Fires start small but in less than 30 seconds can turn into a major fire. In just two minutes, thick black smoke can fill a house making it life threatening and by five minutes the whole house can be engulfed in flames. Temperatures within a room can be 100 degrees Celsius at floor level and rise to 600 Celsius at eye level. Inhaling this super-hot air will scorch your lungs and melt clothes to your skin.
A residential fire sprinkler system consists of individually heat-activated heads connected to a network of pipes. Each head contains a heat element (a fluid filled glass bulb) that breaks at a prescribed temperature (approximately 70 Celsius), and triggers that individual head to release water. These heat elements are not affected by smoke, but heat only. Since each head is triggered individually by the heat from a fire below it, only the sprinkler head nearest the fire will activate – if it’s not sufficient to control the fire, the next nearest head will activate, and so on.

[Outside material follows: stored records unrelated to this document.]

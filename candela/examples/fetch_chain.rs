use std::sync::Arc;

use candela::{CandleConnector, ProviderManager, StatsCollector};
use candela_binance::BinanceConnector;
use candela_mock::{MockConnector, fixtures};
use candela_moex::MoexConnector;
use candela_yahoo::YahooConnector;
use tracing_subscriber::fmt::format::FmtSpan;

fn chain(stats: &Arc<StatsCollector>) -> Result<Vec<Arc<dyn CandleConnector>>, candela::CandelaError> {
    if std::env::var("CANDELA_EXAMPLES_USE_MOCK").is_ok() {
        println!("--- (Using Mock Connector for CI) ---");
        let now = chrono::Utc::now().timestamp_millis();
        let mock: Arc<dyn CandleConnector> = MockConnector::builder("Mock")
            .returns(fixtures::fresh_series(200, 60, now))
            .build();
        return Ok(vec![mock]);
    }
    let moex: Arc<dyn CandleConnector> =
        Arc::new(MoexConnector::builder().stats(Arc::clone(stats)).build()?);
    let yahoo: Arc<dyn CandleConnector> =
        Arc::new(YahooConnector::builder().stats(Arc::clone(stats)).build()?);
    let binance: Arc<dyn CandleConnector> =
        Arc::new(BinanceConnector::builder().stats(Arc::clone(stats)).build()?);
    Ok(vec![moex, yahoo, binance])
}

#[tokio::main]
async fn main() -> Result<(), Box<dyn std::error::Error>> {
    // Suggested: RUST_LOG=info,candela=debug,candela_moex=debug
    let _ = tracing_subscriber::fmt()
        .with_env_filter(tracing_subscriber::EnvFilter::from_default_env())
        .with_target(false)
        .with_span_events(FmtSpan::CLOSE)
        .try_init();

    let stats = Arc::new(StatsCollector::new());
    let manager = chain(&stats)?
        .into_iter()
        .fold(ProviderManager::builder(), |b, c| b.with_connector(c))
        .stats(Arc::clone(&stats))
        .build()?;
    println!("chain: {}", manager.providers().join(" -> "));

    for (symbol, timeframe) in [("SBER", "1h"), ("AAPL", "D"), ("BTCUSDT", "4h")] {
        match manager.fetch(symbol, timeframe, 200).await {
            Ok(res) => {
                let last = res.data.last().map(|c| c.close);
                println!(
                    "{symbol} {timeframe}: {} candles from {}, last close {last:?}",
                    res.data.len(),
                    res.provider
                );
            }
            Err(e) => println!("{symbol} {timeframe}: {e}"),
        }
    }

    // A second identical request is answered from the adapter cache.
    let _ = manager.fetch("SBER", "1h", 200).await;

    println!("{:#?}", stats.summary());
    Ok(())
}
//! candela-core
//!
//! Building blocks shared by the candela connectors and the provider manager.
//!
//! - `timeframe`: canonical minute parsing and per-provider interval tables.
//! - `connector`: the `CandleConnector` trait and `FetchRequest`.
//! - `cache`: per-adapter TTL cache of fetched series.
//! - `timeseries`: date-window sizing, offset pagination and overlap-safe merge.
//! - `probe`: unknown-symbol vs unsupported-timeframe disambiguation.
//! - `freshness`: staleness check of a provider's answer.
//! - `stats`: request and cache accounting.
//!
//! Async runtime (Tokio)
//! ---------------------
//! Connectors and the manager are written against Tokio 1.x. The cache and
//! pagination helpers are runtime-agnostic futures, but the manager spawns
//! its fetches on the ambient Tokio runtime.
#![warn(missing_docs)]

/// Per-adapter TTL cache.
pub mod cache;
/// The `CandleConnector` trait and request type.
pub mod connector;
pub mod freshness;
pub mod probe;
pub mod stats;
pub mod timeframe;
/// Window sizing, pagination and merge utilities.
pub mod timeseries;

pub use cache::{AdapterCache, CacheKey};
pub use candela_types::{
    CacheConfig, CandelaConfig, CandelaError, Candle, FailureClass, FreshnessPolicy,
    PaginationConfig,
};
pub use connector::{CandleConnector, FetchRequest};
pub use freshness::check_freshness;
pub use stats::{ProviderCounters, StatsCollector, StatsSummary};
pub use timeframe::{
    BINANCE_TIMEFRAMES, DAILY_MINUTES, Granularity, MOEX_TIMEFRAMES, Timeframe, TimeframeTable,
    YAHOO_TIMEFRAMES,
};
pub use timeseries::merge::{DedupKey, SeriesMerger, merge_pages, normalize_series};
pub use timeseries::paginate::fetch_paginated;
pub use timeseries::window::DateWindow;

In over 95% of cases, only one sprinkler operates and it is enough to control or extinguish the fire.
A fully automated sprinkler system can therefore tackle a fire at a very early stage, even if no one is around, releasing water directly over the source of the fire.
One of the common misconceptions about sprinkler systems is that they result in significant water damage throughout the house. As mentioned above, only the head nearest the fire will activate, not every head in the house, thereby limiting the amount of water used. The two key points when considering water damage are:
- A residential fire sprinkler typically discharges less than 75 liters per minute whereas a firefighter’s hose discharges more than 750 liters per minute. A sprinkler system will use between 1/10th and 1/100th of the water used by the Fire Department.
- The combination of the sprinkler’s quick response, small water flow, and low pressure significantly reduces water and property damage. In fact, research shows that damage is 71% less when sprinklers are in use, compared to an equivalent unit with no sprinkler.